[Activity]:
Reproduce the data in full, exactly.

########

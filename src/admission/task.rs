//! Tasks and the managed worker queues they run in.

use serde::{Deserialize, Serialize};
use std::collections::BTreeSet;
use std::fmt;

use crate::error::RuleError;
use crate::rules::{NamespacePattern, Scope};

/// Identifier the host's executor assigns to a task
pub type TaskId = u64;

/// Managed worker queues
#[derive(Debug, Clone, Copy, PartialEq, Eq, Hash, PartialOrd, Ord, Serialize, Deserialize)]
#[serde(rename_all = "snake_case")]
pub enum QueueKind {
    /// Interactive requests (fetch/push from users)
    Interactive,
    /// Batch requests (service accounts, CI)
    Batch,
    /// Receive-commits processing
    ReceiveCommits,
}

impl QueueKind {
    pub const ALL: [QueueKind; 3] = [
        QueueKind::Interactive,
        QueueKind::Batch,
        QueueKind::ReceiveCommits,
    ];

    /// Parse a queue name as written in rule text
    pub fn parse(name: &str) -> Result<Self, RuleError> {
        match name.to_lowercase().as_str() {
            "interactive" | "ssh-interactive-worker" => Ok(QueueKind::Interactive),
            "batch" | "ssh-batch-worker" => Ok(QueueKind::Batch),
            "receive-commits" | "receive_commits" | "receivecommits" => {
                Ok(QueueKind::ReceiveCommits)
            }
            _ => Err(RuleError::UnknownQueue(name.to_string())),
        }
    }

    pub fn as_str(&self) -> &'static str {
        match self {
            QueueKind::Interactive => "interactive",
            QueueKind::Batch => "batch",
            QueueKind::ReceiveCommits => "receive-commits",
        }
    }
}

impl fmt::Display for QueueKind {
    fn fmt(&self, f: &mut fmt::Formatter<'_>) -> fmt::Result {
        f.write_str(self.as_str())
    }
}

/// A unit of work asking to run in a managed queue
#[derive(Debug, Clone, PartialEq, Eq)]
pub struct Task {
    pub id: TaskId,
    pub queue: QueueKind,
    /// Task group, e.g. `uploadpack` or `receivepack`
    pub task_group: Option<String>,
    /// User the task runs for
    pub user: Option<String>,
    /// Groups of that user
    pub groups: BTreeSet<String>,
    /// Project the task operates on
    pub project: Option<String>,
}

impl Task {
    pub fn new(id: TaskId, queue: QueueKind) -> Self {
        Self {
            id,
            queue,
            task_group: None,
            user: None,
            groups: BTreeSet::new(),
            project: None,
        }
    }

    pub fn with_task_group(mut self, group: &str) -> Self {
        self.task_group = Some(group.to_string());
        self
    }

    pub fn with_user(mut self, user: &str) -> Self {
        self.user = Some(user.to_string());
        self
    }

    pub fn with_groups<I, S>(mut self, groups: I) -> Self
    where
        I: IntoIterator<Item = S>,
        S: Into<String>,
    {
        self.groups = groups.into_iter().map(Into::into).collect();
        self
    }

    pub fn with_project(mut self, project: &str) -> Self {
        self.project = Some(project.to_string());
        self
    }

    fn is_task_group(&self, group: &str) -> bool {
        self.task_group.as_deref() == Some(group)
    }

    fn is_user(&self, user: &str) -> bool {
        self.user.as_deref() == Some(user)
    }
}

/// Which tasks a reservation or task quota applies to
#[derive(Debug, Clone, PartialEq)]
pub enum TaskPredicate {
    /// Every task
    Any,
    /// Tasks on a project matching the pattern
    Project(NamespacePattern),
    /// Tasks whose user belongs to the group
    MemberOf(String),
    /// Tasks of the given task group
    TaskGroup(String),
    /// Tasks run for the given user
    User(String),
    /// Tasks matching every predicate
    All(Vec<TaskPredicate>),
}

impl TaskPredicate {
    /// Predicate selecting the tasks a rule scope covers
    pub fn for_scope(scope: &Scope) -> Self {
        match scope {
            Scope::Global => TaskPredicate::Any,
            Scope::Group(name) => TaskPredicate::MemberOf(name.clone()),
            Scope::Namespace(pattern) => TaskPredicate::Project(pattern.clone()),
        }
    }

    pub fn matches(&self, task: &Task) -> bool {
        match self {
            TaskPredicate::Any => true,
            TaskPredicate::Project(pattern) => task
                .project
                .as_deref()
                .map(|p| pattern.matches(p))
                .unwrap_or(false),
            TaskPredicate::MemberOf(group) => task.groups.contains(group),
            TaskPredicate::TaskGroup(group) => task.is_task_group(group),
            TaskPredicate::User(user) => task.is_user(user),
            TaskPredicate::All(all) => all.iter().all(|p| p.matches(task)),
        }
    }
}

impl fmt::Display for TaskPredicate {
    fn fmt(&self, f: &mut fmt::Formatter<'_>) -> fmt::Result {
        match self {
            TaskPredicate::Any => f.write_str("any"),
            TaskPredicate::Project(pattern) => write!(f, "project {}", pattern),
            TaskPredicate::MemberOf(group) => write!(f, "member of {}", group),
            TaskPredicate::TaskGroup(group) => write!(f, "task {}", group),
            TaskPredicate::User(user) => write!(f, "user {}", user),
            TaskPredicate::All(all) => {
                let parts: Vec<String> = all.iter().map(ToString::to_string).collect();
                f.write_str(&parts.join(" and "))
            }
        }
    }
}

########

[Exercise solution]:
filename src/admission/task.rs
//! Tasks and the managed worker queues they run in.

use serde::{Deserialize, Serialize};
use std::collections::BTreeSet;
use std::fmt;

use crate::error::RuleError;
use crate::rules::{NamespacePattern, Scope};

/// Identifier the host's executor assigns to a task
pub type TaskId = u64;

/// Managed worker queues
#[derive(Debug, Clone, Copy, PartialEq, Eq, Hash, PartialOrd, Ord, Serialize, Deserialize)]
#[serde(rename_all = "snake_case")]
pub enum QueueKind {
    /// Interactive requests (fetch/push from users)
    Interactive,
    /// Batch requests (service accounts, CI)
    Batch,
    /// Receive-commits processing
    ReceiveCommits,
}

impl QueueKind {
    pub const ALL: [QueueKind; 3] = [
        QueueKind::Interactive,
        QueueKind::Batch,
        QueueKind::ReceiveCommits,
    ];

    /// Parse a queue name as written in rule text
    pub fn parse(name: &str) -> Result<Self, RuleError> {
        match name.to_lowercase().as_str() {
            "interactive" | "ssh-interactive-worker" => Ok(QueueKind::Interactive),
            "batch" | "ssh-batch-worker" => Ok(QueueKind::Batch),
            "receive-commits" | "receive_commits" | "receivecommits" => {
                Ok(QueueKind::ReceiveCommits)
            }
            _ => Err(RuleError::UnknownQueue(name.to_string())),
        }
    }

    pub fn as_str(&self) -> &'static str {
        match self {
            QueueKind::Interactive => "interactive",
            QueueKind::Batch => "batch",
            QueueKind::ReceiveCommits => "receive-commits",
        }
    }
}

impl fmt::Display for QueueKind {
    fn fmt(&self, f: &mut fmt::Formatter<'_>) -> fmt::Result {
        f.write_str(self.as_str())
    }
}

/// A unit of work asking to run in a managed queue
#[derive(Debug, Clone, PartialEq, Eq)]
pub struct Task {
    pub id: TaskId,
    pub queue: QueueKind,
    /// Task group, e.g. `uploadpack` or `receivepack`
    pub task_group: Option<String>,
    /// User the task runs for
    pub user: Option<String>,
    /// Groups of that user
    pub groups: BTreeSet<String>,
    /// Project the task operates on
    pub project: Option<String>,
}

impl Task {
    pub fn new(id: TaskId, queue: QueueKind) -> Self {
        Self {
            id,
            queue,
            task_group: None,
            user: None,
            groups: BTreeSet::new(),
            project: None,
        }
    }

    pub fn with_task_group(mut self, group: &str) -> Self {
        self.task_group = Some(group.to_string());
        self
    }

    pub fn with_user(mut self, user: &str) -> Self {
        self.user = Some(user.to_string());
        self
    }

    pub fn with_groups<I, S>(mut self, groups: I) -> Self
    where
        I: IntoIterator<Item = S>,
        S: Into<String>,
    {
        self.groups = groups.into_iter().map(Into::into).collect();
        self
    }

    pub fn with_project(mut self, project: &str) -> Self {
        self.project = Some(project.to_string());
        self
    }

    fn is_task_group(&self, group: &str) -> bool {
        self.task_group.as_deref() == Some(group)
    }

    fn is_user(&self, user: &str) -> bool {
        self.user.as_deref() == Some(user)
    }
}

/// Which tasks a reservation or task quota applies to
#[derive(Debug, Clone, PartialEq)]
pub enum TaskPredicate {
    /// Every task
    Any,
    /// Tasks on a project matching the pattern
    Project(NamespacePattern),
    /// Tasks whose user belongs to the group
    MemberOf(String),
    /// Tasks of the given task group
    TaskGroup(String),
    /// Tasks run for the given user
    User(String),
    /// Tasks matching every predicate
    All(Vec<TaskPredicate>),
}

impl TaskPredicate {
    /// Predicate selecting the tasks a rule scope covers
    pub fn for_scope(scope: &Scope) -> Self {
        match scope {
            Scope::Global => TaskPredicate::Any,
            Scope::Group(name) => TaskPredicate::MemberOf(name.clone()),
            Scope::Namespace(pattern) => TaskPredicate::Project(pattern.clone()),
        }
    }

    pub fn matches(&self, task: &Task) -> bool {
        match self {
            TaskPredicate::Any => true,
            TaskPredicate::Project(pattern) => task
                .project
                .as_deref()
                .map(|p| pattern.matches(p))
                .unwrap_or(false),
            TaskPredicate::MemberOf(group) => task.groups.contains(group),
            TaskPredicate::TaskGroup(group) => task.is_task_group(group),
            TaskPredicate::User(user) => task.is_user(user),
            TaskPredicate::All(all) => all.iter().all(|p| p.matches(task)),
        }
    }
}

impl fmt::Display for TaskPredicate {
    fn fmt(&self, f: &mut fmt::Formatter<'_>) -> fmt::Result {
        match self {
            TaskPredicate::Any => f.write_str("any"),
            TaskPredicate::Project(pattern) => write!(f, "project {}", pattern),
            TaskPredicate::MemberOf(group) => write!(f, "member of {}", group),
            TaskPredicate::TaskGroup(group) => write!(f, "task {}", group),
            TaskPredicate::User(user) => write!(f, "user {}", user),
            TaskPredicate::All(all) => {
                let parts: Vec<String> = all.iter().map(ToString::to_string).collect();
                f.write_str(&parts.join(" and "))
            }
        }
    }
}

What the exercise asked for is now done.